Engineering students finish their years of study at the 推荐杏吧原创 with a class project where they design solutions for real life challenges, create a product and many times prepare it to be brought to market. More than 50 such projects will be showcased in the Senior Capstone Innovation Day Friday, May 2 at the University.
These senior capstone projects represent innovative engineering products designed by teams of undergraduate students. Innovation Day will feature posters, presentations and demonstrations from 9 a.m. to 4 p.m. in the Lawlor Events Center Silver and Blue rooms.
"Our vision is to promote the innovation of our students and faculty, provide them with opportunities with industries and investors, promote awareness to the public about our college and University and advance economic development," Manos Maragakis, dean of the College of Engineering, said.
The program is designed for members of the business community, potential investors, faculty and students. The free, public event will feature research for world-improving projects such as:
- A drug that could be used to treat macular degeneration
- Design of a new drinking water treatment facility to better serve a city's needs
- A robot that gives guided tours
- An irrigation system that automatically regulates to limit overwatering while keeping landscaping irrigated
- A custom designed, electric go-cart for a local teenager with physical disabilities.
All five departments within the college: Chemical and Materials; Civil and Environmental; Computer Science and Engineering; Electrical and Biomedical; and Mechanical are participating. While senior engineering students have been producing and promoting their capstone projects for many years, this is the first time that all five engineering departments have joined forces to showcase the senior projects.
This year's event includes 50 projects developed by 205 students. In addition, members of the concrete canoe project will share their work and six projects will be presented from the GK-12 E-Fellowship program, which partners graduate students with local schools to bring energy-related research into K-12 classrooms. In total there will be 52 posters displayed, 36 demonstrations given (10 of them outside), and 30 presentations delivered.
"Innovation Day is an exciting event for us because it exemplifies our work toward a number of the College's strategic goals, including innovation-based economic development," Maragakis said. "In line with our commitment to providing our students a globally competitive education, we are working to offer them the exposure to industry they need to join the workforce ready to contribute. Hands-on design projects like these demonstrate that our students understand the complexities of engineering design problems and can offer solutions that are developed with industry needs in mind."

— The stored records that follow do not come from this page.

//! Endpoint and credential configuration, read from the environment.
//!
//! `dotenvy` loads a local `.env` file before parsing, so both real
//! environment variables and a checked-out dotfile work.

use color_eyre::{eyre::eyre, Result};

#[derive(Debug, Clone)]
pub struct Config {
  pub jira: JiraConfig,
  pub tempo: TempoConfig,
}

#[derive(Debug, Clone)]
pub struct JiraConfig {
  pub base_url: String,
  pub user: String,
  pub token: String,
}

#[derive(Debug, Clone)]
pub struct TempoConfig {
  pub base_url: String,
  pub token: String,
  /// Account the submitted worklogs are attributed to.
  pub account_id: String,
}

impl Config {
  /// Read the full configuration from the environment.
  ///
  /// All six variables are required; a missing one aborts the run before
  /// any remote call is made.
  pub fn from_env() -> Result<Self> {
    Ok(Self {
      jira: JiraConfig {
        base_url: require("JIRA_BASE_URL")?,
        user: require("JIRA_USER")?,
        token: require("JIRA_TOKEN")?,
      },
      tempo: TempoConfig {
        base_url: require("TEMPO_BASE_URL")?,
        token: require("TEMPO_TOKEN")?,
        account_id: require("TEMPO_ACCOUNT_ID")?,
      },
    })
  }
}

fn require(name: &str) -> Result<String> {
  std::env::var(name)
    .map_err(|_| eyre!("{} is not set. Add it to the environment or an .env file.", name))
}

"We hope that the diversity and significance of the topics, the quality of the projects, and the hard work and dedication of the students will make a great case for what engineering means in today's world and for the exciting contributions made by engineers to society," said event organizers and College of Engineering Assistant Professor Emil Geiger and Professor Sergiu Dascalu.
"We'd like to thank our students, advisors, sponsors, course instructors and program coordinators: Alan Fuchs, Raj Siddarthan, Yantao Shen, Richard Wilder, Kam Leang and Susan Fitzgerald for their help in bringing this event together. There are many other faculty advisors and industry sponsors who worked with our students - we are very grateful to all of them."